Illustratie: Tycho van Daelen

Dataschaamte

Een makkelijke oplossing? Die is er helaas niet. Wel kunnen we de kijk op ons eigen energiegebruik en diens gevolgen veranderen. ‘Het is heel moeilijk om als individu verandering teweeg te brengen. Daarom is grootschalige bewustwording zo belangrijk, en daar draagt ieder individu een steentje aan bij’, zegt Van Gastel. ‘Je moet niet te makkelijk denken over je datagebruik. Ik vind dat we naast vliegschaamte misschien ook moeten praten over dataschaamte’, stelt hij. ‘Dataschaamte is echt belangrijk. We genereren simpelweg te veel data, dat moet besproken worden.’

Een andere mogelijke oplossing is het inzetten op duurzamere computers en efficiëntere computerprogramma’s. ‘AI-programma’s, zoals ChatGPT, moeten op datacentra gerund worden en verbruiken hierdoor enorme hoeveelheden energie’ , aldus Mentink. Wanneer datacentra gebruik maken van duurzamere apparatuur, zal dit energiegebruik dus afnemen.
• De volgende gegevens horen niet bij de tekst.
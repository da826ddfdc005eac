//! RSA-OAEP handshake envelopes.
//!
//! ClientHello records carry the symmetric session key, so they are sealed
//! to the server's long-term RSA public key. The client side only ever
//! encrypts; the decrypt direction exists for tooling and test harnesses
//! that play the server.

use rsa::pkcs1::{DecodeRsaPublicKey, EncodeRsaPublicKey, LineEnding};
use rsa::{Oaep, RsaPrivateKey, RsaPublicKey};
use sha1::Sha1;

use crate::CryptoError;

/// Asymmetric cipher seam used for the handshake envelope.
pub trait AsymmetricCipher: Send + Sync {
    /// Encrypt a payload to a peer's public key (PKCS#1 PEM bytes)
    fn encrypt(&self, plaintext: &[u8], peer_public_key: &[u8]) -> Result<Vec<u8>, CryptoError>;

    /// Decrypt a payload with the local private key
    fn decrypt(&self, ciphertext: &[u8]) -> Result<Vec<u8>, CryptoError>;

    /// The local public key as PKCS#1 PEM bytes
    fn public_key(&self) -> Result<Vec<u8>, CryptoError>;
}

/// RSA-OAEP with SHA-1 (the digest the game server speaks)
pub struct RsaOaep {
    private_key: Option<RsaPrivateKey>,
}

impl RsaOaep {
    /// Encrypt-only instance, as used by the client: it seals handshake
    /// records to the server's key and never decrypts anything asymmetric.
    #[must_use]
    pub fn encrypt_only() -> Self {
        Self { private_key: None }
    }

    /// Full instance around an existing private key
    #[must_use]
    pub fn new(private_key: RsaPrivateKey) -> Self {
        Self {
            private_key: Some(private_key),
        }
    }

    /// Generate a fresh keypair of the given modulus size.
    ///
    /// # Errors
    ///
    /// Returns [`CryptoError::KeyGeneration`] if the RSA key cannot be built.
    pub fn generate(bits: usize) -> Result<Self, CryptoError> {
        let mut rng = rand::thread_rng();
        let private_key = RsaPrivateKey::new(&mut rng, bits)
            .map_err(|e| CryptoError::KeyGeneration(e.to_string()))?;
        Ok(Self::new(private_key))
    }
}

impl AsymmetricCipher for RsaOaep {
    fn encrypt(&self, plaintext: &[u8], peer_public_key: &[u8]) -> Result<Vec<u8>, CryptoError> {
        let pem =
            std::str::from_utf8(peer_public_key).map_err(|_| CryptoError::InvalidPublicKey)?;
        let public_key =
            RsaPublicKey::from_pkcs1_pem(pem).map_err(|_| CryptoError::InvalidPublicKey)?;

        let mut rng = rand::thread_rng();
        public_key
            .encrypt(&mut rng, Oaep::new::<Sha1>(), plaintext)
            .map_err(|_| CryptoError::EncryptionFailed)
    }

    fn decrypt(&self, ciphertext: &[u8]) -> Result<Vec<u8>, CryptoError> {
        let private_key = self.private_key.as_ref().ok_or(CryptoError::NoPrivateKey)?;
        private_key
            .decrypt(Oaep::new::<Sha1>(), ciphertext)
            .map_err(|_| CryptoError::DecryptionFailed)
    }

    fn public_key(&self) -> Result<Vec<u8>, CryptoError> {
        let private_key = self.private_key.as_ref().ok_or(CryptoError::NoPrivateKey)?;
        let pem = private_key
            .to_public_key()
            .to_pkcs1_pem(LineEnding::LF)
            .map_err(|_| CryptoError::InvalidPublicKey)?;
        Ok(pem.into_bytes())
    }
}
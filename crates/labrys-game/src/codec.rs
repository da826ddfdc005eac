//! The byte-level encoding of game entities.
//!
//! The session layer ships these bodies as opaque payloads; only this seam
//! knows their shape.

use labrys_core::CodecError;

use crate::state::{Action, GameState};

/// Codec seam for the game plane
pub trait GameCodec: Send + Sync {
    /// Encode a move action
    fn encode_action(&self, action: &Action) -> Result<Vec<u8>, CodecError>;
    /// Decode a move action
    fn decode_action(&self, bytes: &[u8]) -> Result<Action, CodecError>;
    /// Encode a state snapshot
    fn encode_state(&self, state: &GameState) -> Result<Vec<u8>, CodecError>;
    /// Decode a state snapshot
    fn decode_state(&self, bytes: &[u8]) -> Result<GameState, CodecError>;
}

/// Bincode implementation of the game codec
#[derive(Debug, Default, Clone, Copy)]
pub struct BincodeGameCodec;

impl GameCodec for BincodeGameCodec {
    fn encode_action(&self, action: &Action) -> Result<Vec<u8>, CodecError> {
        bincode::serialize(action).map_err(|e| CodecError::Encode(e.to_string()))
    }

    fn decode_action(&self, bytes: &[u8]) -> Result<Action, CodecError> {
        bincode::deserialize(bytes).map_err(|e| CodecError::Decode(e.to_string()))
    }

    fn encode_state(&self, state: &GameState) -> Result<Vec<u8>, CodecError> {
        bincode::serialize(state).map_err(|e| CodecError::Encode(e.to_string()))
    }

    fn decode_state(&self, bytes: &[u8]) -> Result<GameState, CodecError> {
        bincode::deserialize(bytes).map_err(|e| CodecError::Decode(e.to_string()))
    }
}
Mentink doet bijvoorbeeld onderzoek naar zogeheten neuromorphic hardware, computers die geïnspireerd zijn op de werking van het menselijk brein. Deze computers hebben een heel andere opzet, waardoor ze veel minder energie verbruiken. Een andere stap die kan worden gezet, is het uitvinden van kleinere AI-modellen, waar de RU onder andere mee bezig is’, voegt Van Gastel toe. ‘Zo kijken we kritischer naar het datagebruik van de oude AI-modellen. Je creëert in feite een soort AI-schaamte naast de dataschaamte.’

Datagebruik, digitalisering en de consequenties hiervan zijn complexe kwesties. Van energieslurpende datacentra tot ethische problematiek, er komen veel problemen bij kijken. Toch ziet Mentink onze toekomstige omgang met datagebruik positief in, zeker wanneer onze bewustwording hierover toeneemt en onze technologie beter wordt. ‘Als je op de lange termijn kijkt, hebben wetenschappelijke ontdekkingen vaak het leven beter gemaakt.’ Of dit ook zal gelden voor onze voortdurend stijgende dataconsumptie, blijft een vraag die ook ChatGPT niet zal kunnen beantwoorden.